The Directors propose to amend the Bye-laws to (i) reflect amendments to the Listing Rules relating to, among other things, the bye-laws or equivalent constitutional documents of listed issuers and certain amendments to the Listing Rules which came into effect on 1 January 2012 and 1 April 2012 respectively, (ii) reflect certain amendments to the Companies Act introduced by the Companies Amendment (No. 2) Act 2011 which became operative on 18 December 2011 and (iii) to incorporate certain housekeeping amendments. The Directors also propose to adopt a new set of Bye-laws containing, subject to their approval, the aforementioned proposed amendments and all amendments made to the Bye-laws previously.
The proposed amendments to the Bye-laws and the proposed adoption of the new Bye-laws are subject to the approval of Shareholders by way of special resolutions at the forthcoming AGM.
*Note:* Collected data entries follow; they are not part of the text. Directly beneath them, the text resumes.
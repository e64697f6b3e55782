//! Error types for the crate.

use thiserror::Error;

/// The broad category an [`Error`] belongs to.
///
/// Operations between incompatible types are rejected by the type checker, so
/// there is no runtime category for them.
#[derive(Debug, Clone, Copy, PartialEq, Eq, Hash)]
pub enum ErrorKind {
    /// A value is outside of its domain, or a constructor was given an
    /// insufficient or inconsistent set of parameters.
    Validation,
    /// A string did not match the expected pattern.
    Format,
}

/// Error type for all fallible operations in the crate.
#[derive(Error, Debug, Clone, PartialEq, Eq)]
pub enum Error {
    #[error("year {year} is out of range")]
    YearOutOfRange { year: i32 },

    #[error("month must be in 1..12")]
    InvalidMonth { month: i32 },

    #[error("day {day} is out of range for {year:04}-{month:02}")]
    InvalidDay { year: i32, month: u8, day: i32 },

    #[error("week_num must be 1..53")]
    InvalidWeekNum { week_num: i32 },

    #[error("year {iso_year} has only {weeks} weeks")]
    TooFewWeeks { iso_year: i32, weeks: u8 },

    #[error("bad weekday number {weekday}; must be 0 (Monday) to 6 (Sunday)")]
    InvalidWeekday { weekday: i32 },

    #[error("quarter must be in 1..4")]
    InvalidQuarter { quarter: i32 },

    #[error("half must be 1 or 2")]
    InvalidHalfYear { half: i32 },

    /// A date computation left the supported calendar (0001-01-01 to 9999-12-31).
    #[error("date is out of range")]
    DateOutOfRange,

    #[error("duration mismatch: expected {expected}, got {got}")]
    DurationMismatch { expected: String, got: String },

    #[error("too few arguments specified for {type_name}")]
    TooFewArguments { type_name: &'static str },

    #[error("{type_name} doesn't accept both duration and {unit}")]
    ConflictingDuration {
        type_name: &'static str,
        unit: &'static str,
    },

    #[error("failed to parse {type_name} from {input:?}")]
    Parse {
        type_name: &'static str,
        input: String,
    },

    #[error("invalid string for {type_name}: {input:?}")]
    Syntax {
        type_name: &'static str,
        input: String,
    },

    #[error("invalid format pattern {pattern:?}: {reason}")]
    Pattern {
        pattern: String,
        reason: &'static str,
    },
}

impl Error {
    pub fn kind(&self) -> ErrorKind {
        match self {
            Error::Parse { .. } | Error::Syntax { .. } | Error::Pattern { .. } => {
                ErrorKind::Format
            }
            _ => ErrorKind::Validation,
        }
    }

    pub(crate) fn parse(type_name: &'static str, input: &str) -> Self {
        Error::Parse {
            type_name,
            input: input.to_string(),
        }
    }
}
use crate::error::Error;
use crate::month::Month;
use crate::month_delta::MonthDelta;
use crate::month_range::MonthRange;

/// Builds a [`MonthRange`] from any two of start, end and duration.
///
/// When all three are given they have to agree. `months` is shorthand for a
/// duration of that many months.
///
/// ```
/// use calends::{Month, MonthRange};
///
/// let range = MonthRange::builder()
///     .start(Month::new(2022, 11).unwrap())
///     .months(3)
///     .checked_build()
///     .unwrap();
/// assert_eq!(range.to_string(), "2022-11/2023-02");
/// ```
#[derive(Debug, Default, Clone)]
pub struct MonthRangeBuilder {
    start: Option<Month>,
    end: Option<Month>,
    duration: Option<MonthDelta>,
    months: Option<i32>,
}

impl MonthRangeBuilder {
    pub fn new() -> Self {
        Self::default()
    }

    pub fn start(&mut self, start: Month) -> &mut Self {
        self.start = Some(start);
        self
    }

    pub fn end(&mut self, end: Month) -> &mut Self {
        self.end = Some(end);
        self
    }

    pub fn duration(&mut self, duration: MonthDelta) -> &mut Self {
        self.duration = Some(duration);
        self
    }

    pub fn months(&mut self, months: i32) -> &mut Self {
        self.months = Some(months);
        self
    }

    /// # Panics
    ///
    /// Panics where [`checked_build`](Self::checked_build) would return an error.
    pub fn build(&self) -> MonthRange {
        match self.checked_build() {
            Ok(range) => range,
            Err(e) => panic!("{}", e),
        }
    }

    pub fn checked_build(&self) -> Result<MonthRange, Error> {
        let duration = match (self.duration, self.months) {
            (Some(_), Some(_)) => {
                return Err(Error::ConflictingDuration {
                    type_name: "MonthRange",
                    unit: "months",
                })
            }
            (Some(duration), None) => Some(duration),
            (None, Some(months)) => Some(MonthDelta::new(months)),
            (None, None) => None,
        };

        match (self.start, self.end, duration) {
            (Some(start), Some(end), duration) => {
                let range = MonthRange::from_bounds(start, end);
                match duration {
                    Some(duration) if duration != range.duration() => {
                        Err(Error::DurationMismatch {
                            expected: range.duration().to_string(),
                            got: duration.to_string(),
                        })
                    }
                    _ => Ok(range),
                }
            }
            (Some(start), None, Some(duration)) => {
                MonthRange::from_start_and_duration(start, duration)
            }
            (None, Some(end), Some(duration)) => MonthRange::from_end_and_duration(end, duration),
            _ => Err(Error::TooFewArguments {
                type_name: "MonthRange",
            }),
        }
    }
}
A circular containing, among other things, details of the proposed amendments to the Bye-laws and a notice convening the AGM will be despatched to the Shareholders in due course.
This announcement is made by CITIC Resources Holdings Limited (the “ Company ”) pursuant to rule 13.51(1) of the Rules Governing the Listing of Securities on The Stock Exchange of Hong Kong Limited (the “ Listing Rules ”).
The directors of the Company (the “ Directors ”) propose to amend the bye-laws of the Company (the “ Bye-laws ”) to (i) reflect amendments to the Listing Rules relating to, among other things, the bye-laws or equivalent constitutional documents of listed issuers and certain amendments to the Listing Rules which came into effect on 1 January 2012 and 1 April 2012 respectively, (ii) reflect certain amendments to the Companies Act 1981 of the laws of Bermuda (the “ Companies Act ”) introduced by the Companies Amendment (No. 2) Act 2011 which became operative on 18 December 2011 and (iii) to incorporate certain housekeeping amendments. The Directors also propose to adopt a new set of Bye-laws containing, subject to their approval, the aforementioned proposed amendments and all amendments made to the Bye-laws previously.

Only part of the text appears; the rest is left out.